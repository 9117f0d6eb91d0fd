//! In-process `PersistenceClient`.
//!
//! Backs the CLI's `run` command and the engine tests.  All state sits
//! behind one mutex, which makes the dispatch claim a single critical
//! section.

use std::collections::HashMap;
use std::sync::{Mutex, MutexGuard, PoisonError};

use async_trait::async_trait;
use tracing::info;
use uuid::Uuid;

use crate::{
    ClientError, JobNode, PersistenceClient, WorkerReport, Workflow, WorkflowReport,
};

#[derive(Default)]
struct State {
    workflows: HashMap<Uuid, Workflow>,
    worker_reports: Vec<WorkerReport>,
    workflow_reports: Vec<WorkflowReport>,
}

#[derive(Default)]
pub struct MemoryClient {
    state: Mutex<State>,
}

impl MemoryClient {
    pub fn new() -> Self {
        Self::default()
    }

    pub fn worker_reports(&self) -> Vec<WorkerReport> {
        self.state().worker_reports.clone()
    }

    pub fn workflow_reports(&self) -> Vec<WorkflowReport> {
        self.state().workflow_reports.clone()
    }

    fn state(&self) -> MutexGuard<'_, State> {
        self.state.lock().unwrap_or_else(PoisonError::into_inner)
    }
}

fn stored_job<'a>(
    state: &'a mut State,
    workflow_id: Uuid,
    name: &str,
) -> Result<&'a mut JobNode, ClientError> {
    state
        .workflows
        .get_mut(&workflow_id)
        .ok_or(ClientError::WorkflowNotFound(workflow_id))?
        .find_job_mut(name)
        .ok_or_else(|| ClientError::JobNotFound {
            workflow_id,
            name: name.to_owned(),
        })
}

#[async_trait]
impl PersistenceClient for MemoryClient {
    async fn find_workflow(&self, id: Uuid) -> Result<Workflow, ClientError> {
        self.state()
            .workflows
            .get(&id)
            .cloned()
            .ok_or(ClientError::WorkflowNotFound(id))
    }

    async fn next_free_id(&self) -> Result<Uuid, ClientError> {
        let state = self.state();
        loop {
            let id = Uuid::new_v4();
            if !state.workflows.contains_key(&id) {
                return Ok(id);
            }
        }
    }

    async fn persist_workflow(&self, workflow: &Workflow) -> Result<(), ClientError> {
        let id = workflow
            .id()
            .ok_or_else(|| ClientError::Backend("cannot persist a workflow without an id".into()))?;

        let mut state = self.state();
        match state.workflows.get_mut(&id) {
            Some(stored) => {
                stored.set_metadata_from(workflow);
                stored.merge_new_jobs(workflow);
            }
            None => {
                let mut stored = workflow.clone();
                stored.mark_as_persisted();
                state.workflows.insert(id, stored);
            }
        }
        Ok(())
    }

    async fn persist_job(&self, workflow_id: Uuid, job: &JobNode) -> Result<(), ClientError> {
        let mut state = self.state();
        *stored_job(&mut state, workflow_id, &job.name)? = job.clone();
        Ok(())
    }

    async fn load_job(&self, workflow_id: Uuid, name: &str) -> Result<JobNode, ClientError> {
        let mut state = self.state();
        Ok(stored_job(&mut state, workflow_id, name)?.clone())
    }

    async fn enqueue_job(&self, workflow_id: Uuid, job: &JobNode) -> Result<bool, ClientError> {
        let mut state = self.state();
        let stored = stored_job(&mut state, workflow_id, &job.name)?;
        Ok(stored.enqueue().is_ok())
    }

    async fn release_job(&self, workflow_id: Uuid, job: &JobNode) -> Result<bool, ClientError> {
        let mut state = self.state();
        let stored = stored_job(&mut state, workflow_id, &job.name)?;
        Ok(stored.release().is_ok())
    }

    async fn start_workflow(&self, workflow: &Workflow) -> Result<(), ClientError> {
        let id = workflow
            .id()
            .ok_or_else(|| ClientError::Backend("cannot start a workflow without an id".into()))?;

        let mut state = self.state();
        let stored = state
            .workflows
            .get_mut(&id)
            .ok_or(ClientError::WorkflowNotFound(id))?;
        stored.mark_as_started();
        Ok(())
    }

    async fn worker_report(&self, report: WorkerReport) -> Result<(), ClientError> {
        info!(
            workflow_id = %report.workflow_id,
            job = %report.job,
            status = ?report.status,
            duration = report.duration,
            error = report.error.as_deref().unwrap_or(""),
            "worker report"
        );
        self.state().worker_reports.push(report);
        Ok(())
    }

    async fn workflow_report(&self, report: WorkflowReport) -> Result<(), ClientError> {
        info!(workflow_id = %report.workflow_id, status = %report.status, "workflow report");
        self.state().workflow_reports.push(report);
        Ok(())
    }
}

#[cfg(test)]
mod tests {
    use super::*;
    use crate::{JobStatus, RunOptions};

    async fn saved_pair(client: &MemoryClient) -> Uuid {
        let mut wf = Workflow::new("Pair");
        wf.run("a", RunOptions::new())
            .run("b", RunOptions::new().after(["a"]));
        wf.save(client).await.unwrap()
    }

    #[tokio::test]
    async fn save_assigns_id_and_marks_persisted() {
        let client = MemoryClient::new();
        let mut wf = Workflow::new("Pair");
        wf.run("a", RunOptions::new());
        assert!(wf.id().is_none());

        let id = wf.save(&client).await.unwrap();
        assert_eq!(wf.id(), Some(id));
        assert!(wf.is_persisted());

        let found = Workflow::find(&client, id).await.unwrap();
        assert_eq!(found.jobs().len(), 1);
        assert!(found.is_persisted());
    }

    #[tokio::test]
    async fn claim_succeeds_exactly_once() {
        let client = MemoryClient::new();
        let id = saved_pair(&client).await;
        let job = client.load_job(id, "a").await.unwrap();

        assert!(client.enqueue_job(id, &job).await.unwrap());
        assert!(!client.enqueue_job(id, &job).await.unwrap());
        assert_eq!(client.load_job(id, "a").await.unwrap().status(), JobStatus::Enqueued);
    }

    #[tokio::test]
    async fn released_claim_can_be_won_again() {
        let client = MemoryClient::new();
        let id = saved_pair(&client).await;
        let job = client.load_job(id, "a").await.unwrap();

        assert!(!client.release_job(id, &job).await.unwrap());
        assert!(client.enqueue_job(id, &job).await.unwrap());
        assert!(client.release_job(id, &job).await.unwrap());
        assert_eq!(client.load_job(id, "a").await.unwrap().status(), JobStatus::Pending);
        assert!(client.enqueue_job(id, &job).await.unwrap());
    }

    #[tokio::test]
    async fn persisting_workflow_metadata_keeps_job_state() {
        let client = MemoryClient::new();
        let id = saved_pair(&client).await;

        let mut stale = client.find_workflow(id).await.unwrap();

        let mut job = client.load_job(id, "a").await.unwrap();
        job.start().unwrap();
        client.persist_job(id, &job).await.unwrap();

        stale.mark_as_stopped();
        stale.persist(&client).await.unwrap();

        let fresh = stale.reload(&client).await.unwrap();
        assert!(fresh.is_stopped());
        assert!(fresh.job("a").unwrap().is_running());
    }

    #[tokio::test]
    async fn missing_records_are_not_found() {
        let client = MemoryClient::new();
        let id = saved_pair(&client).await;

        assert!(matches!(
            client.find_workflow(Uuid::new_v4()).await,
            Err(ClientError::WorkflowNotFound(_))
        ));
        assert!(matches!(
            client.load_job(id, "zzz").await,
            Err(ClientError::JobNotFound { name, .. }) if name == "zzz"
        ));
    }
}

* **Exercise requirements**
Every record should be output precisely as it was given.

* **Written solution**
repository 9117f0d6eb91d0fd
//! In-process `PersistenceClient`.
//!
//! Backs the CLI's `run` command and the engine tests.  All state sits
//! behind one mutex, which makes the dispatch claim a single critical
//! section.

use std::collections::HashMap;
use std::sync::{Mutex, MutexGuard, PoisonError};

use async_trait::async_trait;
use tracing::info;
use uuid::Uuid;

use crate::{
    ClientError, JobNode, PersistenceClient, WorkerReport, Workflow, WorkflowReport,
};

#[derive(Default)]
struct State {
    workflows: HashMap<Uuid, Workflow>,
    worker_reports: Vec<WorkerReport>,
    workflow_reports: Vec<WorkflowReport>,
}

#[derive(Default)]
pub struct MemoryClient {
    state: Mutex<State>,
}

impl MemoryClient {
    pub fn new() -> Self {
        Self::default()
    }

    pub fn worker_reports(&self) -> Vec<WorkerReport> {
        self.state().worker_reports.clone()
    }

    pub fn workflow_reports(&self) -> Vec<WorkflowReport> {
        self.state().workflow_reports.clone()
    }

    fn state(&self) -> MutexGuard<'_, State> {
        self.state.lock().unwrap_or_else(PoisonError::into_inner)
    }
}

fn stored_job<'a>(
    state: &'a mut State,
    workflow_id: Uuid,
    name: &str,
) -> Result<&'a mut JobNode, ClientError> {
    state
        .workflows
        .get_mut(&workflow_id)
        .ok_or(ClientError::WorkflowNotFound(workflow_id))?
        .find_job_mut(name)
        .ok_or_else(|| ClientError::JobNotFound {
            workflow_id,
            name: name.to_owned(),
        })
}

#[async_trait]
impl PersistenceClient for MemoryClient {
    async fn find_workflow(&self, id: Uuid) -> Result<Workflow, ClientError> {
        self.state()
            .workflows
            .get(&id)
            .cloned()
            .ok_or(ClientError::WorkflowNotFound(id))
    }

    async fn next_free_id(&self) -> Result<Uuid, ClientError> {
        let state = self.state();
        loop {
            let id = Uuid::new_v4();
            if !state.workflows.contains_key(&id) {
                return Ok(id);
            }
        }
    }

    async fn persist_workflow(&self, workflow: &Workflow) -> Result<(), ClientError> {
        let id = workflow
            .id()
            .ok_or_else(|| ClientError::Backend("cannot persist a workflow without an id".into()))?;

        let mut state = self.state();
        match state.workflows.get_mut(&id) {
            Some(stored) => {
                stored.set_metadata_from(workflow);
                stored.merge_new_jobs(workflow);
            }
            None => {
                let mut stored = workflow.clone();
                stored.mark_as_persisted();
                state.workflows.insert(id, stored);
            }
        }
        Ok(())
    }

    async fn persist_job(&self, workflow_id: Uuid, job: &JobNode) -> Result<(), ClientError> {
        let mut state = self.state();
        *stored_job(&mut state, workflow_id, &job.name)? = job.clone();
        Ok(())
    }

    async fn load_job(&self, workflow_id: Uuid, name: &str) -> Result<JobNode, ClientError> {
        let mut state = self.state();
        Ok(stored_job(&mut state, workflow_id, name)?.clone())
    }

    async fn enqueue_job(&self, workflow_id: Uuid, job: &JobNode) -> Result<bool, ClientError> {
        let mut state = self.state();
        let stored = stored_job(&mut state, workflow_id, &job.name)?;
        Ok(stored.enqueue().is_ok())
    }

    async fn release_job(&self, workflow_id: Uuid, job: &JobNode) -> Result<bool, ClientError> {
        let mut state = self.state();
        let stored = stored_job(&mut state, workflow_id, &job.name)?;
        Ok(stored.release().is_ok())
    }

    async fn start_workflow(&self, workflow: &Workflow) -> Result<(), ClientError> {
        let id = workflow
            .id()
            .ok_or_else(|| ClientError::Backend("cannot start a workflow without an id".into()))?;

        let mut state = self.state();
        let stored = state
            .workflows
            .get_mut(&id)
            .ok_or(ClientError::WorkflowNotFound(id))?;
        stored.mark_as_started();
        Ok(())
    }

    async fn worker_report(&self, report: WorkerReport) -> Result<(), ClientError> {
        info!(
            workflow_id = %report.workflow_id,
            job = %report.job,
            status = ?report.status,
            duration = report.duration,
            error = report.error.as_deref().unwrap_or(""),
            "worker report"
        );
        self.state().worker_reports.push(report);
        Ok(())
    }

    async fn workflow_report(&self, report: WorkflowReport) -> Result<(), ClientError> {
        info!(workflow_id = %report.workflow_id, status = %report.status, "workflow report");
        self.state().workflow_reports.push(report);
        Ok(())
    }
}

#[cfg(test)]
mod tests {
    use super::*;
    use crate::{JobStatus, RunOptions};

    async fn saved_pair(client: &MemoryClient) -> Uuid {
        let mut wf = Workflow::new("Pair");
        wf.run("a", RunOptions::new())
            .run("b", RunOptions::new().after(["a"]));
        wf.save(client).await.unwrap()
    }

    #[tokio::test]
    async fn save_assigns_id_and_marks_persisted() {
        let client = MemoryClient::new();
        let mut wf = Workflow::new("Pair");
        wf.run("a", RunOptions::new());
        assert!(wf.id().is_none());

        let id = wf.save(&client).await.unwrap();
        assert_eq!(wf.id(), Some(id));
        assert!(wf.is_persisted());

        let found = Workflow::find(&client, id).await.unwrap();
        assert_eq!(found.jobs().len(), 1);
        assert!(found.is_persisted());
    }

    #[tokio::test]
    async fn claim_succeeds_exactly_once() {
        let client = MemoryClient::new();
        let id = saved_pair(&client).await;
        let job = client.load_job(id, "a").await.unwrap();

        assert!(client.enqueue_job(id, &job).await.unwrap());
        assert!(!client.enqueue_job(id, &job).await.unwrap());
        assert_eq!(client.load_job(id, "a").await.unwrap().status(), JobStatus::Enqueued);
    }

    #[tokio::test]
    async fn released_claim_can_be_won_again() {
        let client = MemoryClient::new();
        let id = saved_pair(&client).await;
        let job = client.load_job(id, "a").await.unwrap();

        assert!(!client.release_job(id, &job).await.unwrap());
        assert!(client.enqueue_job(id, &job).await.unwrap());
        assert!(client.release_job(id, &job).await.unwrap());
        assert_eq!(client.load_job(id, "a").await.unwrap().status(), JobStatus::Pending);
        assert!(client.enqueue_job(id, &job).await.unwrap());
    }

    #[tokio::test]
    async fn persisting_workflow_metadata_keeps_job_state() {
        let client = MemoryClient::new();
        let id = saved_pair(&client).await;

        let mut stale = client.find_workflow(id).await.unwrap();

        let mut job = client.load_job(id, "a").await.unwrap();
        job.start().unwrap();
        client.persist_job(id, &job).await.unwrap();

        stale.mark_as_stopped();
        stale.persist(&client).await.unwrap();

        let fresh = stale.reload(&client).await.unwrap();
        assert!(fresh.is_stopped());
        assert!(fresh.job("a").unwrap().is_running());
    }

    #[tokio::test]
    async fn missing_records_are_not_found() {
        let client = MemoryClient::new();
        let id = saved_pair(&client).await;

        assert!(matches!(
            client.find_workflow(Uuid::new_v4()).await,
            Err(ClientError::WorkflowNotFound(_))
        ));
        assert!(matches!(
            client.load_job(id, "zzz").await,
            Err(ClientError::JobNotFound { name, .. }) if name == "zzz"
        ));
    }
}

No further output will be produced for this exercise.